I was born in Paisley, but was raised in what was then, a brand new and great place - Johnstone Castle. I lived in the top flat in the tenement of No3 Chestnut Place from being a new-born baby in 1961 to 1970. My mum and dad moved in 1970 to (again) what was a brand new and great place - Spateston. For the first time in their lives, they had their own front and back door, and a wee garden. My mum was in heaven.

Johnstone Castle, back in the 1960s, had two nice rows of shops, a community centre, Auchenlodment Primary School, and two parks. The local bar was the Hazel Bar. Was a brilliant place to grow up. All the women, for it indeed was the women, looked after their ‘close’. Scrubbed the stairs, no-one missed their turn. I took a trip out there today, prior to a trip to my dentist in Johnstone town centre. I hadn’t been back to Chestnut Place for at least twenty five years….

The tenements have been demolished. No1, 3, and 5 Chestnut Place all gone. Fcuk me if I don’t feel sad today. I can still remember the neighbours, the Kidd family below us, the family on the ground floor who always gave us kids a sandwich when we were running around playing. My mum launching a thruppenny bit wrapped up in a bit of paper from the balcony of the flat all the way down to the street when the ‘tally man’ turned up. Parducci’s. Blue vans.

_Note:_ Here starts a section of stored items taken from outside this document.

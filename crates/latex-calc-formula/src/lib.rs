//! # latex-calc-formula
//!
//! Formula validator, normalizer and evaluator for latex-calc.
//!
//! This crate provides:
//! - Formula validation (structural checks on raw text)
//! - Normalization (implicit multiplication, variable substitution, sign collapsing)
//! - Expression parsing (text → tree) and evaluation (tree → `f64`)
//! - Variable detection and bindings
//!
//! ## Example
//!
//! ```rust
//! use latex_calc_formula::{detect_variables, evaluate, VariableBindings};
//!
//! let formula = "2a + b^2";
//! assert_eq!(detect_variables(formula), vec!['a', 'b']);
//!
//! let mut bindings = VariableBindings::new();
//! bindings.insert_text('a', "1.5").unwrap();
//! bindings.insert('b', 3.0).unwrap();
//! assert_eq!(evaluate(formula, &bindings).unwrap(), 12.0);
//! ```

pub mod ast;
pub mod calculator;
pub mod error;
pub mod evaluator;
pub mod normalizer;
pub mod options;
pub mod parser;
pub mod validator;
pub mod variables;

pub use ast::{BinaryOperator, Expr, UnaryOperator};
pub use calculator::{evaluate, Calculator};
pub use error::{FormulaError, FormulaErrorKind, FormulaResult};
pub use evaluator::{evaluate_expression, evaluate_tree};
pub use normalizer::normalize;
pub use options::{EvaluationOptions, NonFinitePolicy};
pub use parser::parse_expression;
pub use validator::validate;
pub use variables::{detect_variables, VariableBindings};
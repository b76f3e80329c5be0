//! Evaluation options

/// Default maximum formula length, in characters after whitespace is stripped
pub const DEFAULT_MAX_FORMULA_LEN: usize = 4096;

/// Default maximum nesting of parentheses and unary signs
pub const DEFAULT_MAX_DEPTH: usize = 256;

/// Default maximum depth of the parsed expression tree
pub const DEFAULT_MAX_TREE_DEPTH: usize = 4096;

/// What to do when a result is NaN or infinite
#[derive(Debug, Clone, Copy, PartialEq, Eq, Default)]
#[cfg_attr(feature = "serde", derive(serde::Serialize, serde::Deserialize))]
#[cfg_attr(feature = "serde", serde(rename_all = "snake_case"))]
pub enum NonFinitePolicy {
    /// Fail with [`FormulaError::DomainError`](crate::FormulaError::DomainError)
    #[default]
    Reject,
    /// Return the IEEE 754 value (NaN, +inf, -inf) as the result
    Propagate,
}

/// Options for formula evaluation
#[derive(Debug, Clone, Copy, PartialEq)]
#[cfg_attr(feature = "serde", derive(serde::Serialize, serde::Deserialize))]
#[cfg_attr(feature = "serde", serde(default))]
pub struct EvaluationOptions {
    /// Maximum formula length (after stripping whitespace)
    pub max_formula_len: usize,
    /// Maximum nesting depth of parentheses and signs
    pub max_depth: usize,
    /// Maximum depth of the expression tree, which bounds evaluation recursion
    pub max_tree_depth: usize,
    /// Handling of NaN and infinite results
    pub non_finite: NonFinitePolicy,
}

impl Default for EvaluationOptions {
    fn default() -> Self {
        Self {
            max_formula_len: DEFAULT_MAX_FORMULA_LEN,
            max_depth: DEFAULT_MAX_DEPTH,
            max_tree_depth: DEFAULT_MAX_TREE_DEPTH,
            non_finite: NonFinitePolicy::Reject,
        }
    }
}

impl EvaluationOptions {
    /// Options that return NaN and infinities instead of failing
    pub fn propagating() -> Self {
        Self {
            non_finite: NonFinitePolicy::Propagate,
            ..Default::default()
        }
    }
}
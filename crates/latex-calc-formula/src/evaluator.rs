//! Expression evaluator
//!
//! Reduces expression trees to numbers.

use crate::ast::{Expr, UnaryOperator};
use crate::error::{FormulaError, FormulaResult};
use crate::options::{EvaluationOptions, NonFinitePolicy};
use crate::parser::parse_with_options;

/// Evaluate normalized expression text (numbers, operators, parentheses)
///
/// # Example
/// ```rust
/// use latex_calc_formula::{evaluate_expression, EvaluationOptions};
///
/// let value = evaluate_expression("2+3*4", &EvaluationOptions::default()).unwrap();
/// assert_eq!(value, 14.0);
/// ```
pub fn evaluate_expression(text: &str, options: &EvaluationOptions) -> FormulaResult<f64> {
    let ast = parse_with_options(text, options)?;
    let value = evaluate_tree(&ast, options)?;
    log::trace!("evaluated '{}' to {}", text, value);
    Ok(value)
}

/// Evaluate an expression tree
///
/// Recursion follows the tree; trees from [`parse_expression`](crate::parse_expression)
/// are bounded by `max_tree_depth`.
pub fn evaluate_tree(expr: &Expr, options: &EvaluationOptions) -> FormulaResult<f64> {
    match expr {
        // Literals too large for f64 parse to infinity
        Expr::Number(n) => check_finite(*n, options),
        Expr::UnaryOp {
            op: UnaryOperator::Negate,
            operand,
        } => Ok(-evaluate_tree(operand, options)?),
        Expr::BinaryOp { op, left, right } => {
            let left = evaluate_tree(left, options)?;
            let right = evaluate_tree(right, options)?;
            check_finite(op.apply(left, right), options)
        }
    }
}

fn check_finite(value: f64, options: &EvaluationOptions) -> FormulaResult<f64> {
    match options.non_finite {
        NonFinitePolicy::Reject if !value.is_finite() => Err(FormulaError::DomainError { value }),
        _ => Ok(value),
    }
}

Here’s where I used to call home. Just overgrown grass and a wire fence now. I feel old, and sad. Need a stiff drink. 
 

 

5F142AD7-24CE-467D-952D-FA32279FA6D3.jpeg

There’s little things that shake you to the core. A few years ago I was bored and fired up Google Earth, decided to look at the places I’d lived. Amazingly, the residences are all still there, but the shock I got when I saw an open field where my old Primary school had been was quite surprising.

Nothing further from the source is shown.